### [TASK GOAL]
Repeat the entries shown below with every word and mark intact.

BEGIN WORKING DATA

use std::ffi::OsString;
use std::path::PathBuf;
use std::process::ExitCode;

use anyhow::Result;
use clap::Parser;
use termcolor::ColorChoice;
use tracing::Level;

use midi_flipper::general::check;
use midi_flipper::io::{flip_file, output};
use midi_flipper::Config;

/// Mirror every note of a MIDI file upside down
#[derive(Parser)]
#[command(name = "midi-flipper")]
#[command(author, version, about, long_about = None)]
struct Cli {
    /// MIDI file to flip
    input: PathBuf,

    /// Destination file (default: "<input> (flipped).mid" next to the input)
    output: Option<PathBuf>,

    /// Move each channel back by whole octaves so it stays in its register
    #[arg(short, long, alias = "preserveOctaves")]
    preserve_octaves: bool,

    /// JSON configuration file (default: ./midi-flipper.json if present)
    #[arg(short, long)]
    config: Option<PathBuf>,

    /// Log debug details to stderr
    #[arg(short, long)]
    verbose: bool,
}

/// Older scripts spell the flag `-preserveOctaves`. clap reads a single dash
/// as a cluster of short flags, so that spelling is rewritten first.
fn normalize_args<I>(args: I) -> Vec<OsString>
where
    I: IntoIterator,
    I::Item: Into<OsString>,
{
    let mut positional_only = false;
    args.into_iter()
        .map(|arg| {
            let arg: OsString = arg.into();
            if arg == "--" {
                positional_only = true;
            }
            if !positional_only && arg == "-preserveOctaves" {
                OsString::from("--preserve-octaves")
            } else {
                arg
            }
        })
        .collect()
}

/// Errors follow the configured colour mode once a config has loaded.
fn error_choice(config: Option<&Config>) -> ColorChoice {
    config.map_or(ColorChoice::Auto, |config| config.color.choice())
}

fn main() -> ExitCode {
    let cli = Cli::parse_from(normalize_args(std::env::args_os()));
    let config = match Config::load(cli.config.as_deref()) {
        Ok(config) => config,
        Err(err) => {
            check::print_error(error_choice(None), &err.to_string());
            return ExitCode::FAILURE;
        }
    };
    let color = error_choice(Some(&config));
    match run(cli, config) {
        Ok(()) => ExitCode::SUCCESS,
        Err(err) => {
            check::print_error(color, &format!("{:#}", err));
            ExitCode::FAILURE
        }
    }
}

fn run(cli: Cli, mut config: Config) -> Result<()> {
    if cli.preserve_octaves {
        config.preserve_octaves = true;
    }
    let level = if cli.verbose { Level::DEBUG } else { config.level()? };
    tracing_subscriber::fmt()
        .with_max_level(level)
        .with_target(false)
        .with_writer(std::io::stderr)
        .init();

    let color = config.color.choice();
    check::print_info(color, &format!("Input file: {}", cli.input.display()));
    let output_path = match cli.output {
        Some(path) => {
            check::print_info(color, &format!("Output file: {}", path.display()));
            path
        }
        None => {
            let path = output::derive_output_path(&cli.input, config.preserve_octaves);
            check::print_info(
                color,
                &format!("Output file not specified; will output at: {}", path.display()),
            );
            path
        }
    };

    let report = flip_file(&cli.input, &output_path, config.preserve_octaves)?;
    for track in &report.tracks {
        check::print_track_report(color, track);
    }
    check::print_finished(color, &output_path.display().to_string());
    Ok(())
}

END WORKING DATA

### [SOLUTION TO THIS TASK]
use std::ffi::OsString;
use std::path::PathBuf;
use std::process::ExitCode;

use anyhow::Result;
use clap::Parser;
use termcolor::ColorChoice;
use tracing::Level;

use midi_flipper::general::check;
use midi_flipper::io::{flip_file, output};
use midi_flipper::Config;

/// Mirror every note of a MIDI file upside down
#[derive(Parser)]
#[command(name = "midi-flipper")]
#[command(author, version, about, long_about = None)]
struct Cli {
    /// MIDI file to flip
    input: PathBuf,

    /// Destination file (default: "<input> (flipped).mid" next to the input)
    output: Option<PathBuf>,

    /// Move each channel back by whole octaves so it stays in its register
    #[arg(short, long, alias = "preserveOctaves")]
    preserve_octaves: bool,

    /// JSON configuration file (default: ./midi-flipper.json if present)
    #[arg(short, long)]
    config: Option<PathBuf>,

    /// Log debug details to stderr
    #[arg(short, long)]
    verbose: bool,
}

/// Older scripts spell the flag `-preserveOctaves`. clap reads a single dash
/// as a cluster of short flags, so that spelling is rewritten first.
fn normalize_args<I>(args: I) -> Vec<OsString>
where
    I: IntoIterator,
    I::Item: Into<OsString>,
{
    let mut positional_only = false;
    args.into_iter()
        .map(|arg| {
            let arg: OsString = arg.into();
            if arg == "--" {
                positional_only = true;
            }
            if !positional_only && arg == "-preserveOctaves" {
                OsString::from("--preserve-octaves")
            } else {
                arg
            }
        })
        .collect()
}

/// Errors follow the configured colour mode once a config has loaded.
fn error_choice(config: Option<&Config>) -> ColorChoice {
    config.map_or(ColorChoice::Auto, |config| config.color.choice())
}

fn main() -> ExitCode {
    let cli = Cli::parse_from(normalize_args(std::env::args_os()));
    let config = match Config::load(cli.config.as_deref()) {
        Ok(config) => config,
        Err(err) => {
            check::print_error(error_choice(None), &err.to_string());
            return ExitCode::FAILURE;
        }
    };
    let color = error_choice(Some(&config));
    match run(cli, config) {
        Ok(()) => ExitCode::SUCCESS,
        Err(err) => {
            check::print_error(color, &format!("{:#}", err));
            ExitCode::FAILURE
        }
    }
}

fn run(cli: Cli, mut config: Config) -> Result<()> {
    if cli.preserve_octaves {
        config.preserve_octaves = true;
    }
    let level = if cli.verbose { Level::DEBUG } else { config.level()? };
    tracing_subscriber::fmt()
        .with_max_level(level)
        .with_target(false)
        .with_writer(std::io::stderr)
        .init();

    let color = config.color.choice();
    check::print_info(color, &format!("Input file: {}", cli.input.display()));
    let output_path = match cli.output {
        Some(path) => {
            check::print_info(color, &format!("Output file: {}", path.display()));
            path
        }
        None => {
            let path = output::derive_output_path(&cli.input, config.preserve_octaves);
            check::print_info(
                color,
                &format!("Output file not specified; will output at: {}", path.display()),
            );
            path
        }
    };

    let report = flip_file(&cli.input, &output_path, config.preserve_octaves)?;
    for track in &report.tracks {
        check::print_track_report(color, track);
    }
    check::print_finished(color, &output_path.display().to_string());
    Ok(())
}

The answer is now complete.